Дела было много. Напрясть пряжи да выткать полотно, следя, чтобы лунный свет вплетался в него ровно-ровно, без пузырей. Да при этом не напачкать! А знаете, как лесной сор да домашняя пыль к паутинистой ткани липнут? Ещё как! Пристанут – и ногтями не отдерёшь. А рубашку некромант хотел чистую да шелковистую, белоснежную, как самая высокая звезда в небе и как пенные барашки на волнах морских!
- А вот если, скажем, вместо горь-травы крапивного семени добавить – будет нить к рукам липнуть или нет? – не унималась младшая ведьма.
- Будет, - кивнула её старшая подруга.
- А если горь-травы переложить, то руки почернеют, - добавила старуха. – И нить от них испачкается. Пряди давай, не болтай, завтра ночью ткать начинать, а у нас ещё только тринадцать с половиной мотков.
- На что ему рубаха-то? – спросила молодая ведьма. – Липкая к телу небось…

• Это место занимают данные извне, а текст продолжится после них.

use std::time::Duration;

use chessedu_core::achievement::AchievementDefinition;
use dioxus::prelude::*;

use crate::vm::{
    CelebrationVm, ConfettiPiece, Effect, NOTIFICATION_TTL, Notification, NotificationKind,
    confetti, finished_message,
};

const FLASH_TTL: Duration = Duration::from_millis(600);

#[derive(Clone, Copy, Debug, PartialEq, Eq)]
pub enum BoardFlash {
    Success,
    Shake,
}

impl BoardFlash {
    #[must_use]
    pub fn class(self) -> &'static str {
        match self {
            BoardFlash::Success => "flash-success",
            BoardFlash::Shake => "shake",
        }
    }
}

/// The board flash on screen. Only the timer of the latest flash clears it.
#[derive(Clone, Copy, Debug, Default, PartialEq, Eq)]
struct FlashSlot {
    shown: Option<BoardFlash>,
    generation: u64,
}

impl FlashSlot {
    fn raise(&mut self, flash: BoardFlash) -> u64 {
        self.generation += 1;
        self.shown = Some(flash);
        self.generation
    }

    fn expire(&mut self, generation: u64) {
        if self.generation == generation {
            self.shown = None;
        }
    }
}

/// Presentation state shared by every view: toasts, the celebration modal
/// with its confetti, and the board flash.
#[derive(Clone, Copy, PartialEq)]
pub struct Effects {
    notifications: Signal<Vec<Notification>>,
    next_id: Signal<u64>,
    celebration: Signal<Option<CelebrationVm>>,
    confetti: Signal<Vec<ConfettiPiece>>,
    flash: Signal<FlashSlot>,
}

pub fn use_effects_provider() -> Effects {
    let effects = Effects {
        notifications: use_signal(Vec::new),
        next_id: use_signal(|| 0),
        celebration: use_signal(|| None),
        confetti: use_signal(Vec::new),
        flash: use_signal(FlashSlot::default),
    };
    use_context_provider(|| effects)
}

impl Effects {
    /// Shows a toast that dismisses itself after `NOTIFICATION_TTL`.
    pub fn notify(mut self, kind: NotificationKind, title: impl Into<String>, text: impl Into<String>) {
        let id = {
            let mut next = self.next_id.write();
            *next += 1;
            *next
        };
        self.notifications.write().push(Notification {
            id,
            kind,
            title: title.into(),
            text: text.into(),
        });
        spawn(async move {
            tokio::time::sleep(NOTIFICATION_TTL).await;
            self.dismiss(id);
        });
    }

    pub fn dismiss(mut self, id: u64) {
        self.notifications.write().retain(|n| n.id != id);
    }

    pub fn celebrate(mut self, definition: &'static AchievementDefinition) {
        self.celebration.set(Some(CelebrationVm::from(definition)));
        self.confetti.set(confetti(&mut rand::rng()));
    }

    pub fn close_celebration(mut self) {
        self.celebration.set(None);
        self.confetti.set(Vec::new());
    }

    pub fn flash(mut self, flash: BoardFlash) {
        let generation = self.flash.write().raise(flash);
        spawn(async move {
            tokio::time::sleep(FLASH_TTL).await;
            self.flash.write().expire(generation);
        });
    }

    #[must_use]
    pub fn board_flash(&self) -> Option<BoardFlash> {
        self.flash.read().shown
    }

    pub fn play(self, effects: Vec<Effect>) {
        for effect in effects {
            match effect {
                Effect::StepCompleted { .. } => self.flash(BoardFlash::Success),
                Effect::VerificationFailed => self.flash(BoardFlash::Shake),
                Effect::ExerciseCompleted { title } => self.notify(
                    NotificationKind::Success,
                    "Congratulations!",
                    finished_message(&title),
                ),
                Effect::AchievementUnlocked(definition) => {
                    self.notify(
                        NotificationKind::Success,
                        "Achievement unlocked",
                        definition.title,
                    );
                    self.celebrate(definition);
                }
            }
        }
    }
}

#[component]
pub fn EffectsLayer() -> Element {
    let effects = use_context::<Effects>();
    let notifications = effects.notifications.cloned();
    let celebration = effects.celebration.cloned();
    let pieces = effects.confetti.cloned();

    rsx! {
        div { class: "notifications",
            for notification in notifications {
                div { key: "{notification.id}", class: notification.kind.class(),
                    strong { "{notification.title}" }
                    span { "{notification.text}" }
                    button {
                        class: "notification-close",
                        onclick: move |_| effects.dismiss(notification.id),
                        "×"
                    }
                }
            }
        }
        if !pieces.is_empty() {
            div { class: "confetti",
                for (i, piece) in pieces.into_iter().enumerate() {
                    div { key: "{i}", class: "confetti-piece", style: piece.style() }
                }
            }
        }
        if let Some(celebration) = celebration {
            CelebrationModal { celebration }
        }
    }
}

#[component]
fn CelebrationModal(celebration: CelebrationVm) -> Element {
    let effects = use_context::<Effects>();
    rsx! {
        div { class: "modal-backdrop",
            div { class: "celebration-modal",
                div { class: "celebration-icon", "{celebration.icon}" }
                h2 { "Achievement Unlocked!" }
                h3 { "{celebration.title}" }
                p { "{celebration.description}" }
                button { class: "primary", onclick: move |_| effects.close_celebration(), "Continue" }
            }
        }
    }
}
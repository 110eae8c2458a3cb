use std::sync::Arc;

use shakmaty::{Bitboard, Role, attacks};

use crate::steps::{BoardSnapshot, PredicateError, StepCheck, StepDefinition, StepPredicate};

/// Passes when the piece that just moved pins an enemy piece to its king or
/// queen along one of its lines.
#[derive(Clone, Copy, Debug, Default)]
pub struct CreatesPin;

impl StepPredicate for CreatesPin {
    fn evaluate(&self, board: &BoardSnapshot<'_>) -> Result<bool, PredicateError> {
        let Some(played) = board.last_move else {
            return Ok(false);
        };
        let placement = board.placement;
        let attacker = placement.piece_at(played.to).ok_or_else(|| {
            PredicateError::Failed(format!("no piece on {} after {}", played.to, played.san))
        })?;
        let lines = match attacker.role {
            Role::Bishop => attacks::bishop_attacks(played.to, Bitboard::EMPTY),
            Role::Rook => attacks::rook_attacks(played.to, Bitboard::EMPTY),
            Role::Queen => attacks::queen_attacks(played.to, Bitboard::EMPTY),
            _ => return Ok(false),
        };

        let b = placement.board();
        let enemy = b.by_color(!attacker.color);
        let valuable = enemy & (b.by_role(Role::King) | b.by_role(Role::Queen)) & lines;

        for target in valuable {
            let screen = attacks::between(played.to, target) & b.occupied();
            if screen.count() != 1 {
                continue;
            }
            let Some(pinned_square) = screen.first() else {
                continue;
            };
            let Some(pinned) = b.piece_at(pinned_square) else {
                continue;
            };
            let target_is_king = b.by_role(Role::King).contains(target);
            if pinned.color != attacker.color
                && pinned.role != Role::King
                && (target_is_king || pinned.role != Role::Queen)
            {
                return Ok(true);
            }
        }
        Ok(false)
    }
}

pub(super) fn steps() -> Vec<StepDefinition> {
    vec![
        StepDefinition::new(
            "Absolute Pins",
            "An absolute pin is when a piece cannot move at all because it would expose the king to check. This is a powerful tactical motif in chess.",
        )
        .tasks(&[
            "Observe how the bishop pins the knight to the king",
            "Understand why the pinned piece cannot move",
        ])
        .start("rnbqk2r/pppp1ppp/4pn2/8/1bPP4/2N5/PP2PPPP/R1BQKBNR w KQkq - 2 4")
        .highlights(&["b4", "c3", "d2", "e1"]),
        StepDefinition::new(
            "Relative Pins",
            "A relative pin occurs when a piece can technically move, but doing so would result in the loss of a more valuable piece behind it.",
        )
        .tasks(&[
            "Observe how the bishop pins the knight to the queen",
            "Understand the risk of moving a relatively pinned piece",
        ])
        .start("rnbqkb1r/ppp2ppp/4pn2/3p2B1/2PP4/2N5/PP2PPPP/R2QKBNR b KQkq - 3 4")
        .highlights(&["g5", "f6", "e7", "d8"]),
        StepDefinition::new(
            "Creating Pins",
            "Long-range pieces like bishops, rooks, and queens are effective at creating pins. Learning to create pins can give you a tactical advantage.",
        )
        .tasks(&[
            "Move your bishop to create a pin",
            "Notice how the pinned piece is restricted",
        ])
        .start("r1bqkbnr/ppp1pppp/2np4/8/3PP3/8/PPP2PPP/RNBQKBNR w KQkq - 1 3")
        .hint("The f1 bishop can reach b5, lining up the c6 knight with the black king.")
        .check(StepCheck::Custom(Arc::new(CreatesPin))),
        StepDefinition::new(
            "Practice Positions",
            "Test your understanding of pin tactics by analyzing different positions and identifying or creating pin opportunities.",
        )
        .tasks(&[
            "Identify the pin opportunity in this position",
            "Execute the move that creates a pin",
        ])
        .start("rnbqkb1r/ppp2ppp/4pn2/3p4/2PP4/2N5/PP2PPPP/R1BQKBNR w KQkq - 2 4")
        .hint("Bg5 pins the f6 knight against the black queen on d8.")
        .check(StepCheck::Custom(Arc::new(CreatesPin))),
    ]
}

- Ничего не липкая, - ответила старуха. – Отстирать только в семи ключах лесных да высушить на семи ветрах вольных. А потом придёт некромант и заберёт рубаху. Любимке своей подарит, чтобы присушить её. Как наденет – так и станет принадлежать ему, покорная и безмолвная. А рубаха станет молодость и жизнь её постепенно пить, пока не закончится у красавицы силушка. Тогда умрёт она, а некромант рубаху с неё сымет и на себя наденет…
- Это женскую-то? – хихикнула молодая ведьма, прикрыв рукой рот.
Не по себе ей стало от такой ворожбы. Своими руками она, значит, ловушку кому-то готовила. А некромант-то этот – паук, как есть паук!
- Да что угодно на себя напялишь, чтобы жизнь свою да молодость продлить, - сказала старая ведьма.
- А почему ты, бабушка, себе такую рубаху не сделаешь?
Средняя ведьма сделала строгое лицо и брови приподняла – вот так. А младшая ведьма знала, что если средняя приподнимает брови вот так – лучше молчать.
Но старая ведьма ответила:
- Не действует эта ворожба на тех, кто сам её творит. И жизнь из нас не повытянуть ей, и в нас чужую молодость не вселить.
- А если я её надену? Что тогда будет?
- И не думай. Не получит своё некромант да разозлится! – махнула рукой средняя ведьма. – Прервёшь цепь ворожбы, страшное будет. Превратится он в старика высохшего, а помереть-то всё равно не сможет. Ослабеет, правда… Да и вообще от такой ворожбы добра не жди!
Задумалась молодая ведьма.
А когда готова была рубашка и пришёл за нею некромант, подглядела из окошка, как старая ведьма узелок ему передаёт, да и решилась.
Оделась в новое платье да перешла некроманту тропу. А что? Молода и красива, губы словно земляника лесная сладкие, глаза – зелёные, точно листва молодая, косы до пояса, грудь высокая… засмотрелся некромант, да и рубашку из узелка вынул.
Надела рубашку ведьма-красавица, притворилась покорной, как на поводке за некромантом пошла, и ещё три дня он разгадать не мог, почему вдруг по утрам головы от подушки поднять не может. А как понял – поздно было. Иссохло его тело, доселе казавшееся юным и сильным, сморщилась кожа, выпали зубы да волосы, ввалились щёки и глазницы. Изо всех зеркал во дворце некроманта смотрел на него теперь старик, похожий на мумию. Хотел он ведьму молодую тут мечом поразить, да только она на него накинула цепи и заворожила-заковала, чтобы и головы поднять не мог. Только и успел он, что наворожить нежити жуткой, чтобы в погоню за ведьмой пустилась. Насилу убежала девушка!
Вернулась она домой, а от дома в лесу только развалины остались, и два скелета лежат. Лишь по амулетам опознала молодая ведьма своих подруг – среднюю да старую. Всё потому, что пряли да ткали они рубашку ту. Страшно стало молодой ведьме старости да смерти, страшно одной оставаться среди лесов, страшно мести ждать от старика-некроманта с его жуткой нечистью. Взяла она остатки пряжи паутинной, что крепче крепкого да липче липкого, да и стала делать из неё ловушки для нежити. Весь лес оплела. С тех пор туда никому дороги и нет!